Keysight Technologies settles with OFAC for Violations of Iran Sanctions Program

OFAC is a steady enforcement agency. As the COVID-19 pandemic settled down, OFAC resumed aggressive enforcement of economic sanctions.

In its latest action, OFAC announced a settlement with Keysight Technologies (“Keysight”), a Santa Rosa, California, for conduct stemming from its former subsidiary, Anite Finland (“Anite”) for re-exports of US export-controlled test measurement equipment to Iran.

In a familiar fact pattern surrounding OFAC compliance and acquisitions, Keysight was held liable for Anite’s post-acquisition sales to Iran despite Keysight’s instructions and efforts to ensure Anite discontinued sales to Iran after Keysight’s acquisition of the company. To disguise its continuing sales to Iran, Anite sought to hide such sales from detection by Keysight.

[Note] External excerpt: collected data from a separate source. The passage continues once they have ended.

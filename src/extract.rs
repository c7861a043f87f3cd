use anyhow::{Result, anyhow};
use headless_chrome::Tab;
use std::sync::Arc;

use crate::snapshot;

/// Error messages from page content are untrusted; cap what we display.
const ERROR_MESSAGE_MAX_CHARS: usize = 500;

const FALLBACK_ERROR: &str = "Unknown error";

/// JavaScript injected into the page to describe its interactive elements.
/// NON-DESTRUCTIVE: reads the DOM without modifying it.
///
/// The script:
///   1. Collects inputs, buttons (including link-buttons and submit/button
///      inputs) and selects with their identifying attributes.
///   2. Serializes them as indented JSON, page number spliced in by the host.
///   3. Hands the result to a two-method bridge object. Exactly one bridge
///      call happens per run: the first call wins, a trailing guard turns a
///      zero-call run into an error delivery.
///
/// The evaluate transport returns the script's completion value to the host,
/// so the bridge records its single delivery into an {ok, info|error}
/// envelope and the script returns that envelope serialized.
const EXTRACT_JS: &str = r#"
(function () {
  let delivered = null;
  const bridge = {
    onPageInfo: function (json) {
      if (delivered === null) delivered = { ok: true, info: json };
    },
    onError: function (message) {
      if (delivered === null) delivered = { ok: false, error: message };
    }
  };

  try {
    const inputs = Array.from(document.querySelectorAll('input'));
    const buttons = Array.from(document.querySelectorAll('button, a[role="button"], input[type="submit"], input[type="button"]'));
    const selects = Array.from(document.querySelectorAll('select'));

    const info = {
      page: __PAGE__,
      title: document.title,
      url: window.location.href,
      inputs: inputs.map(i => ({
        type: i.type || 'text',
        placeholder: i.placeholder || '',
        name: i.name || '',
        id: i.id || '',
        value: i.value || ''
      })),
      buttons: buttons.map(b => ({
        text: (b.innerText || b.value || b.textContent || '').trim(),
        id: b.id || '',
        className: b.className || ''
      })),
      selects: selects.map(s => ({
        name: s.name || '',
        id: s.id || '',
        options: Array.from(s.options).map(o => o.text)
      }))
    };

    bridge.onPageInfo(JSON.stringify(info, null, 2));
  } catch (e) {
    bridge.onError((e && e.message) || 'Unknown error');
  }

  if (delivered === null) delivered = { ok: false, error: 'Unknown error' };
  return JSON.stringify(delivered);
})()
"#;

/// Host-side receiver for extraction results. The page environment is
/// untrusted, so this is the whole surface it can reach: one success entry
/// point, one error entry point, nothing else.
pub trait PageBridge {
    fn on_page_info(&mut self, snapshot_json: String);
    fn on_error(&mut self, message: String);
}

/// Envelope the in-page bridge returns through the evaluate channel.
#[derive(Debug, serde::Deserialize)]
struct Delivery {
    ok: bool,
    #[serde(default)]
    info: String,
    #[serde(default)]
    error: String,
}

/// The extraction script with the page number spliced in.
pub fn extraction_script(page: u32) -> String {
    EXTRACT_JS.replace("__PAGE__", &page.to_string())
}

/// Run the extractor in the page and return the raw delivery envelope.
pub fn run(tab: &Arc<Tab>, page: u32) -> Result<String> {
    let result = tab.evaluate(&extraction_script(page), false)?;
    result
        .value
        .and_then(|v| v.as_str().map(String::from))
        .ok_or_else(|| anyhow!("page script returned no result"))
}

/// Decode an envelope and dispatch it to the bridge. Exactly one bridge
/// method is called per envelope, whatever the page sent back.
pub fn deliver(envelope: &str, bridge: &mut dyn PageBridge) {
    let delivery: Delivery = match serde_json::from_str(envelope) {
        Ok(d) => d,
        Err(e) => {
            bridge.on_error(format!("unreadable page result: {e}"));
            return;
        }
    };

    if delivery.ok {
        // Validate the shape before it enters history; the page can send
        // anything it likes through this channel.
        match snapshot::parse(&delivery.info) {
            Ok(_) => bridge.on_page_info(delivery.info),
            Err(e) => bridge.on_error(format!("malformed page info: {e}")),
        }
    } else {
        bridge.on_error(sanitize_message(&delivery.error));
    }
}

/// Strip control characters and cap untrusted error text.
fn sanitize_message(raw: &str) -> String {
    let cleaned: String = raw
        .trim()
        .chars()
        .filter(|c| !c.is_control())
        .take(ERROR_MESSAGE_MAX_CHARS)
        .collect();
    if cleaned.is_empty() {
        FALLBACK_ERROR.to_string()
    } else {
        cleaned
    }
}

#[cfg(test)]
mod tests {
    use super::*;

    #[derive(Default)]
    struct RecordingBridge {
        infos: Vec<String>,
        errors: Vec<String>,
    }

    impl PageBridge for RecordingBridge {
        fn on_page_info(&mut self, snapshot_json: String) {
            self.infos.push(snapshot_json);
        }
        fn on_error(&mut self, message: String) {
            self.errors.push(message);
        }
    }

    fn snapshot_json() -> String {
        r#"{"page": 1, "title": "t", "url": "https://example.com", "inputs": [], "buttons": [], "selects": []}"#
            .to_string()
    }

    #[test]
    fn script_splices_the_page_number() {
        let script = extraction_script(3);
        assert!(script.contains("page: 3,"));
        assert!(!script.contains("__PAGE__"));
    }

    #[test]
    fn success_envelope_reaches_on_page_info_verbatim() {
        let envelope = serde_json::json!({ "ok": true, "info": snapshot_json() }).to_string();
        let mut bridge = RecordingBridge::default();
        deliver(&envelope, &mut bridge);
        assert_eq!(bridge.infos, vec![snapshot_json()]);
        assert!(bridge.errors.is_empty());
    }

    #[test]
    fn error_envelope_reaches_on_error() {
        let envelope = r#"{"ok": false, "error": "boom"}"#;
        let mut bridge = RecordingBridge::default();
        deliver(envelope, &mut bridge);
        assert!(bridge.infos.is_empty());
        assert_eq!(bridge.errors, vec!["boom".to_string()]);
    }

    #[test]
    fn garbage_envelope_becomes_an_error_not_a_capture() {
        let mut bridge = RecordingBridge::default();
        deliver("<html>not json</html>", &mut bridge);
        assert!(bridge.infos.is_empty());
        assert_eq!(bridge.errors.len(), 1);
        assert!(bridge.errors[0].starts_with("unreadable page result"));
    }

    #[test]
    fn malformed_snapshot_payload_is_rejected() {
        let envelope = r#"{"ok": true, "info": "{\"title\": \"missing page\"}"}"#;
        let mut bridge = RecordingBridge::default();
        deliver(envelope, &mut bridge);
        assert!(bridge.infos.is_empty());
        assert!(bridge.errors[0].starts_with("malformed page info"));
    }

    #[test]
    fn exactly_one_call_per_envelope() {
        let mut bridge = RecordingBridge::default();
        deliver(
            &serde_json::json!({ "ok": true, "info": snapshot_json() }).to_string(),
            &mut bridge,
        );
        deliver(r#"{"ok": false, "error": "x"}"#, &mut bridge);
        deliver("junk", &mut bridge);
        assert_eq!(bridge.infos.len() + bridge.errors.len(), 3);
    }

    #[test]
    fn error_text_is_sanitized_and_capped() {
        assert_eq!(sanitize_message("  boom  "), "boom");
        assert_eq!(sanitize_message(""), "Unknown error");
        assert_eq!(sanitize_message("\u{1b}[31mred\u{1b}[0m"), "[31mred[0m");
        let long = "x".repeat(2000);
        assert_eq!(sanitize_message(&long).len(), ERROR_MESSAGE_MAX_CHARS);
    }
}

Anite designed and sold test and measurement instruments, along with software products to the wireless industry. In August 2015, Keysight acquired Anite. Interestingly, Keysight’s pre-acquisition due diligence and risk assessments identified that Anite conducted business with certain sanctions countries, including Iran. Anite committed to cease all existing and future business with sanctioned countries.

In September 2015, Keysight reiterated to Anite that sales to certain sanctions countries, including Iran, must cease. Anite’s Vice President informed its regional director for the Middle East of Keysight’s directive to cease all such orders. Both the Vice President and the Regional Director expressed reluctance to comply with Keysight’s directive.

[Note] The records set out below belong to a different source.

use serde::{Deserialize, Serialize};

/// Description of a page's interactive elements, as produced by the injected
/// script. Missing fields fall back to the same defaults the script applies,
/// so a hand-trimmed payload still parses.
#[derive(Debug, Clone, Serialize, Deserialize)]
pub struct PageSnapshot {
    pub page: u32,
    #[serde(default)]
    pub title: String,
    #[serde(default)]
    pub url: String,
    #[serde(default)]
    pub inputs: Vec<InputField>,
    #[serde(default)]
    pub buttons: Vec<ButtonField>,
    #[serde(default)]
    pub selects: Vec<SelectField>,
}

#[derive(Debug, Clone, Serialize, Deserialize)]
pub struct InputField {
    #[serde(rename = "type", default = "default_input_type")]
    pub input_type: String,
    #[serde(default)]
    pub placeholder: String,
    #[serde(default)]
    pub name: String,
    #[serde(default)]
    pub id: String,
    #[serde(default)]
    pub value: String,
}

#[derive(Debug, Clone, Serialize, Deserialize)]
pub struct ButtonField {
    #[serde(default)]
    pub text: String,
    #[serde(default)]
    pub id: String,
    #[serde(rename = "className", default)]
    pub class_name: String,
}

#[derive(Debug, Clone, Serialize, Deserialize)]
pub struct SelectField {
    #[serde(default)]
    pub name: String,
    #[serde(default)]
    pub id: String,
    #[serde(default)]
    pub options: Vec<String>,
}

fn default_input_type() -> String {
    "text".to_string()
}

/// Parse a snapshot payload coming out of the page. The page is untrusted
/// content, so anything that does not decode into the expected shape is an
/// error the caller must surface instead of storing.
pub fn parse(raw: &str) -> Result<PageSnapshot, serde_json::Error> {
    serde_json::from_str(raw)
}

#[cfg(test)]
mod tests {
    use super::*;

    #[test]
    fn parses_full_snapshot() {
        let raw = r#"{
  "page": 2,
  "title": "Login",
  "url": "https://example.com/login",
  "inputs": [
    {
      "type": "password",
      "placeholder": "Password",
      "name": "pw",
      "id": "pw",
      "value": ""
    }
  ],
  "buttons": [
    {
      "text": "Sign in",
      "id": "submit",
      "className": "btn btn-primary"
    }
  ],
  "selects": [
    {
      "name": "lang",
      "id": "",
      "options": ["English", "Português"]
    }
  ]
}"#;
        let snap = parse(raw).unwrap();
        assert_eq!(snap.page, 2);
        assert_eq!(snap.title, "Login");
        assert_eq!(snap.inputs.len(), 1);
        assert_eq!(snap.inputs[0].input_type, "password");
        assert_eq!(snap.buttons[0].class_name, "btn btn-primary");
        assert_eq!(snap.selects[0].options, ["English", "Português"]);
    }

    #[test]
    fn missing_fields_take_defaults() {
        let snap = parse(r#"{"page": 1, "inputs": [{}], "buttons": [{}]}"#).unwrap();
        assert_eq!(snap.title, "");
        assert_eq!(snap.url, "");
        assert_eq!(snap.inputs[0].input_type, "text");
        assert_eq!(snap.inputs[0].placeholder, "");
        assert_eq!(snap.buttons[0].text, "");
        assert!(snap.selects.is_empty());
    }

    #[test]
    fn rejects_payloads_of_the_wrong_shape() {
        assert!(parse("[]").is_err());
        assert!(parse("\"just a string\"").is_err());
        assert!(parse(r#"{"title": "no page number"}"#).is_err());
        assert!(parse("{ not json").is_err());
    }
}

The Regional Director along with two colleagues and with the knowledge of the Vice President agreed amongst themselves to proceed with the business in Iran and other sanctions countries.

The three Anite employees took measures to hide the Iran transactions. In their correspondence and paperwork, they omitted any reference to Iran or locations in Iran. In one instance, an Anite employee referred to Iran in an email to the Regional Director, and the Regional Director changed the reference to “United Arab Emirates” in the email. Once Keysight discovered the ongoing violations, Keysight conducted an extensive internal investigation to determine the extent of the violations, terminated the employees involved and then voluntarily disclosed the violations to OFAC and the SEC.

As recounted in the OFAC announcement, after the acquisition, from January 2016 to June 2016, Anite completed six orders for a total of approximately $331,089 of goods that incorporated 10 percent or more of US-export controlled content exported from the US that were destined for end users in Iran.

Although during the subject period 2016, OFAC’s General License H authorized certain direct sales to Iran through foreign owned or controlled entities, General License H did not authorize reexportation of such goods from a third country.

In crediting its remediation efforts, OFAC cited the fact that Keysight enhanced its sanctions compliance program by integrating detailed trade compliance policies, procedures and resources into its compliance program, conducting annual trade compliance training for sales representatives and their supervisors, and additional training for Anite legal, management, logistics, sales and customer service personnel, and implementing enhanced screening of each Anite transaction for trade compliance.